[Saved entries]
mod command;
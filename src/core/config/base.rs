use super::{constant::*, ConfigEntity};
use crate::command::CommandConfig;
use crate::{logging, utils, Error, Result};
use lazy_static::lazy_static;
use std::collections::HashMap;
use std::env;
use std::fs::File;
use std::io::prelude::*;
use std::path::Path;
use std::sync::RwLock;

lazy_static! {
    static ref GLOBAL_CONFIG: RwLock<ConfigEntity> = RwLock::new(ConfigEntity::new());
}

pub fn reset_global_config(entity: ConfigEntity) {
    *GLOBAL_CONFIG.write().unwrap() = entity;
}

// init_config_with_yaml loads general configuration from the YAML file under provided path.
pub fn init_config_with_yaml(config_path: &mut String) -> Result<()> {
    // Initialize general config and logging module.
    apply_yaml_config_file(config_path)?;
    override_config_from_env_and_init_log()
}

// apply_yaml_config_file loads general configuration from the given YAML file.
fn apply_yaml_config_file(config_path: &mut String) -> Result<()> {
    // Priority: system environment > YAML file > default config
    if utils::is_blank(config_path) {
        // If the config file path is absent, try to resolve it from the system env.
        *config_path = env::var(CONF_FILE_PATH_ENV_KEY).unwrap_or_else(|_| CONFIG_FILENAME.into());
    }
    load_global_config_from_yaml_file(config_path)
}

fn load_global_config_from_yaml_file(path_str: &str) -> Result<()> {
    if path_str == CONFIG_FILENAME {
        // use the default global config
        return Ok(());
    }
    let path = Path::new(path_str);
    if !path.exists() {
        return Err(Error::msg(format!(
            "Bulwark YAML configuration file {} does not exist!",
            path_str
        )));
    }
    let mut file = File::open(path)?;
    let mut content = String::new();
    file.read_to_string(&mut content)?;
    let entity: ConfigEntity = serde_yaml::from_str(&content)?;
    entity.check()?;
    logging::info!("[Config] Resolving Bulwark config from file, file {}", path_str);
    reset_global_config(entity);
    Ok(())
}

fn override_items_from_system_env() -> Result<()> {
    let mut cfg = GLOBAL_CONFIG.write().unwrap();
    if let Ok(app_name) = env::var(APP_NAME_ENV_KEY) {
        if !utils::is_blank(&app_name) {
            cfg.config.app.app_name = app_name;
        }
    }
    cfg.check()
}

/// `override_config_from_env_and_init_log` applies the system environment,
/// which takes precedence over the config file, and initializes logging.
pub fn override_config_from_env_and_init_log() -> Result<()> {
    override_items_from_system_env()?;
    init_log();
    Ok(())
}

pub fn init_log() {
    logging::logger_init(log_config_file());
    logging::info!("[Config] App name resolved, appName {}", app_name());
    logging::info!(
        "[Config] Print effective global config, globalConfig {}",
        GLOBAL_CONFIG.read().unwrap()
    );
}

#[inline]
pub fn log_config_file() -> Option<String> {
    let file = GLOBAL_CONFIG.read().unwrap().config.log.config_file.clone();
    if utils::is_blank(&file) {
        None
    } else {
        Some(file)
    }
}

#[inline]
pub fn app_name() -> String {
    GLOBAL_CONFIG.read().unwrap().config.app.app_name.clone()
}

#[inline]
pub fn command_defaults() -> CommandConfig {
    GLOBAL_CONFIG.read().unwrap().config.command_defaults.clone()
}

#[inline]
pub fn commands() -> HashMap<String, CommandConfig> {
    GLOBAL_CONFIG.read().unwrap().config.commands.clone()
}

■ BRIEF: Lines holding the word "RwLock": say how many there are in the data, and nothing more.

■ SOLUTION TO THIS EXERCISE: 2